Adrede
Relatos en primera persona de la vida cotidiana en Bariloche.
COLUMNA
El hombre de pelo cano, sesenta, torso desnudo, músculos marcados me alienta. “Fuerza, fuerza”, me grita. Nos cruzamos en el kilómetro 4 de Pioneros. Si él tuviera la obligación de describirme, diría: hombre blanco, estatura mediana, cuarentón, panzón, alma sufriente. Ambos somos parte de una troup que se reconoce en la marcha. Trotar, llueve o truene, no tiene relación con la salud sino con la posibilidad de conjurar el placer a través del dolor.
Sin importar por cuantos años se haya entrenado trotar duele. A unos nos duele en el alma, a otros en otros lugares. Pero, al final, todos observamos las mismas simetrías. Atravesado cierto tiempo, el dolor comienza a ceder para dejar paso a una idea totalmente distinta del esfuerzo físico. El cuerpo se oxigena y las piernas, a costa de insistir, dejan de quejarse. Justo allí nos sabemos libres. Del pasado, del futuro para convertirnos en el puro presente de un objeto celestial lanzado al espacio. Perdiendo masa en su fricción contra la atmósfera.
Es difícil explicar el trote. Ponerlo en palabras es tan peligroso como hablar de los recuerdos que te deja una sesión con el psicólogo. Viene a mi mente aquel muy buen libro de Haruki Murakami titulado “De qué hablo cuando hablo de correr”. Una obra donde este prolífico y brillante escritor se desmitifica a sí mismo. También “Diarios en bicicleta” de David Byrne quien, sin mencionarlo, da cuenta de la voluntad que hace falta cuando se quieren recorrer ciudades desconocidas a vuelta de rueda. Pero el tema de las bicicletas es otro. Porque la máquina te deja un margen para observar el panorama. El trote es una especie de tortura complaciente pero ciega. Una vuelta del individuo sobre sí mismo. Cuando el hombre me alentó con su “fuerza” sabía de qué hablaba. La desazón forma parte del trayecto. Ya lo dijo DH Lawrence: “Nunca vi a un animal salvaje sentir lastima por si mismo. Un ave caerá muerto congelado de una rama sin haber sentido nunca autocompasión”.
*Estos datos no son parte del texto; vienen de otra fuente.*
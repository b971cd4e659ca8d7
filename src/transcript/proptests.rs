//! Property-based tests for the transcript reducer
//!
//! These tests verify key invariants hold across arbitrary input sequences.

use super::*;
use proptest::prelude::*;
use serde_json::{json, Value};

// ============================================================================
// Arbitrary Generators
// ============================================================================

fn arb_id() -> impl Strategy<Value = String> {
    prop_oneof![Just("t1"), Just("t2"), Just("t3")].prop_map(String::from)
}

fn arb_payload() -> impl Strategy<Value = Value> {
    prop_oneof![
        Just(Value::Null),
        "[a-z ]{0,10}".prop_map(Value::String),
        (0i64..100).prop_map(|n| json!({ "n": n })),
    ]
}

fn arb_fragment() -> impl Strategy<Value = Option<String>> {
    proptest::option::of("[a-zA-Z .]{0,8}")
}

fn arb_event() -> impl Strategy<Value = Event> {
    prop_oneof![
        (arb_fragment(), any::<bool>())
            .prop_map(|(content, complete)| Event::Assistant { content, complete }),
        (arb_id(), "[a-z]{1,6}", arb_payload()).prop_map(|(id, name, args)| Event::ToolCall {
            id,
            name,
            args
        }),
        (arb_id(), arb_payload()).prop_map(|(id, results)| Event::ToolResult {
            id,
            name: None,
            results
        }),
        ("[a-z]{1,6}", arb_payload())
            .prop_map(|(name, args)| Event::UnkeyedToolCall { name, args }),
        arb_payload().prop_map(|results| Event::UnkeyedToolResult { results }),
        "[a-z ]{1,10}".prop_map(|content| Event::Error { content }),
        Just(Event::Status { content: None }),
        "[a-z{}]{1,10}".prop_map(|raw| Event::Unrecognized { raw }),
    ]
}

fn arb_input() -> impl Strategy<Value = Input> {
    prop_oneof![
        6 => arb_event().prop_map(Input::Event),
        2 => "[a-z ]{0,10}".prop_map(Input::submit),
        1 => Just(Input::Clear),
        1 => "[a-z ]{1,10}".prop_map(Input::system),
        1 => "[a-z ]{1,10}".prop_map(Input::error),
    ]
}

fn arb_state() -> impl Strategy<Value = ChatState> {
    proptest::collection::vec(arb_input(), 0..15).prop_map(|inputs| run(inputs))
}

fn run(inputs: impl IntoIterator<Item = Input>) -> ChatState {
    inputs
        .into_iter()
        .fold(ChatState::default(), |state, input| transition(state, input).new_state)
}

// ============================================================================
// State Validity Checkers
// ============================================================================

/// Only the last message may be open, and it must be an assistant message
fn open_message_is_last(state: &ChatState) -> bool {
    !state.has_open_assistant()
        || matches!(state.transcript().last(), Some(Message::Assistant(_)))
}

/// Every pending call points at a tool-call message with its id
fn pending_calls_are_placed(state: &ChatState) -> bool {
    state.pending_tool_calls().iter().all(|(id, calls)| {
        !calls.is_empty()
            && calls.iter().all(|pending| {
                matches!(
                    state.transcript().get(pending.position),
                    Some(Message::ToolCall(call)) if &call.id == id
                )
            })
    })
}

/// Each pending entry owns a distinct message
fn pending_positions_unique(state: &ChatState) -> bool {
    let mut positions: Vec<usize> = state
        .pending_tool_calls()
        .values()
        .flatten()
        .map(|pending| pending.position)
        .collect();
    let len = positions.len();
    positions.sort_unstable();
    positions.dedup();
    positions.len() == len
}

// ============================================================================
// Property Tests
// ============================================================================

proptest! {
    #![proptest_config(ProptestConfig::with_cases(500))]

    // Invariant 1: structure holds after any input sequence
    #[test]
    fn prop_transitions_preserve_structure(inputs in proptest::collection::vec(arb_input(), 0..30)) {
        let mut state = ChatState::default();
        for input in inputs {
            state = transition(state, input).new_state;
            prop_assert!(!state.transcript().is_empty());
            prop_assert!(open_message_is_last(&state), "Open message not last: {:?}", state);
            prop_assert!(pending_calls_are_placed(&state), "Pending call misplaced: {:?}", state);
            prop_assert!(pending_positions_unique(&state), "Pending calls share a message: {:?}", state);
        }
    }

    // Invariant 2: streamed fragments concatenate into a single message
    #[test]
    fn prop_fragments_concatenate(fragments in proptest::collection::vec("[a-zA-Z ]{0,6}", 1..10)) {
        let inputs = fragments
            .iter()
            .map(|f| Input::Event(Event::fragment(f.as_str())))
            .chain(std::iter::once(Input::Event(Event::complete())));
        let state = run(inputs);

        prop_assert_eq!(state.transcript().len(), 2);
        let joined = fragments.concat();
        prop_assert_eq!(state.transcript()[1].text(), Some(joined.as_str()));
        prop_assert!(!state.has_open_assistant());
        prop_assert!(!state.is_typing());
    }

    // Invariant 3: a fragment after a seal starts a new message
    #[test]
    fn prop_fragment_after_seal_is_new_message(state in arb_state(), text in "[a-z]{1,6}") {
        let sealed = transition(state, Input::Event(Event::complete())).new_state;
        let before = sealed.transcript().len();
        let after = transition(sealed, Input::Event(Event::fragment(text.as_str()))).new_state;

        prop_assert_eq!(after.transcript().len(), before + 1);
        prop_assert_eq!(after.transcript().last().and_then(Message::text), Some(text.as_str()));
    }

    // Invariant 4: a matched tool result never changes transcript length
    #[test]
    fn prop_tool_result_merges_in_place(
        state in arb_state(),
        name in "[a-z]{1,6}",
        args in arb_payload(),
        results in arb_payload(),
        trailing in proptest::collection::vec("[a-z ]{1,6}".prop_map(Input::system), 0..3),
    ) {
        let call = Event::ToolCall { id: "fresh".to_string(), name: name.clone(), args: args.clone() };
        let mut state = transition(state, Input::Event(call)).new_state;
        let position = state.transcript().len() - 1;
        for input in trailing {
            state = transition(state, input).new_state;
        }

        let before = state.transcript().len();
        let result = Event::ToolResult { id: "fresh".to_string(), name: None, results: results.clone() };
        let out = transition(state, Input::Event(result));

        prop_assert!(out.effects.is_empty());
        prop_assert_eq!(out.new_state.transcript().len(), before);
        prop_assert_eq!(
            &out.new_state.transcript()[position],
            &Message::ToolResult(ToolCall::new("fresh", name, args).into_result(results))
        );
        prop_assert!(!out.new_state.pending_tool_calls().contains_key("fresh"));
    }

    // Invariant 5: an unknown tool result leaves the transcript alone
    #[test]
    fn prop_unmatched_tool_result_is_diagnostic(state in arb_state(), results in arb_payload()) {
        let before = state.transcript().to_vec();
        let result = Event::ToolResult { id: "nobody".to_string(), name: None, results };
        let out = transition(state, Input::Event(result));

        prop_assert_eq!(out.new_state.transcript(), before.as_slice());
        prop_assert_eq!(out.effects, vec![Effect::unmatched_tool_result("nobody")]);
    }

    // Invariant 6: blank submissions are ignored entirely
    #[test]
    fn prop_blank_submit_is_noop(state in arb_state(), blank in "[ \t\n]{0,5}") {
        let out = transition(state.clone(), Input::submit(blank));
        prop_assert_eq!(&out.new_state, &state);
        prop_assert!(out.effects.is_empty());
    }

    // Invariant 7: a submission carries the whole prior transcript as history
    #[test]
    fn prop_submit_sends_prior_history(state in arb_state(), text in "[a-z]{1,10}") {
        let prior = state.transcript().to_vec();
        let out = transition(state, Input::submit(format!("  {text} ")));

        prop_assert_eq!(out.new_state.transcript().len(), prior.len() + 1);
        prop_assert!(out.new_state.is_typing());
        match out.effects.as_slice() {
            [Effect::SendChat(request)] => {
                prop_assert_eq!(&request.content, &text);
                prop_assert_eq!(&request.history, &prior);
            }
            other => prop_assert!(false, "Expected one SendChat, got {:?}", other),
        }
    }

    // Invariant 8: clear always returns to the greeting alone
    #[test]
    fn prop_clear_resets(state in arb_state()) {
        let cleared = transition(state, Input::Clear).new_state;
        prop_assert_eq!(cleared, ChatState::default());
    }
}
No se trota para componer el físico (porque adelgazar sería una resultante de la acción y no un propósito) ni para alcanzar una meta (consecuencias del hecho de moverse de un punto al otro) sino para encontrarnos más cerca de la muerte en la misma medida en que vivimos. Es estrujar la humanidad hasta obtener la sabia, el refinado narcótico que unos llaman endorfinas y otros inocencia, o como dicta el tango: “La poesía cruel de no pensar más en mí”.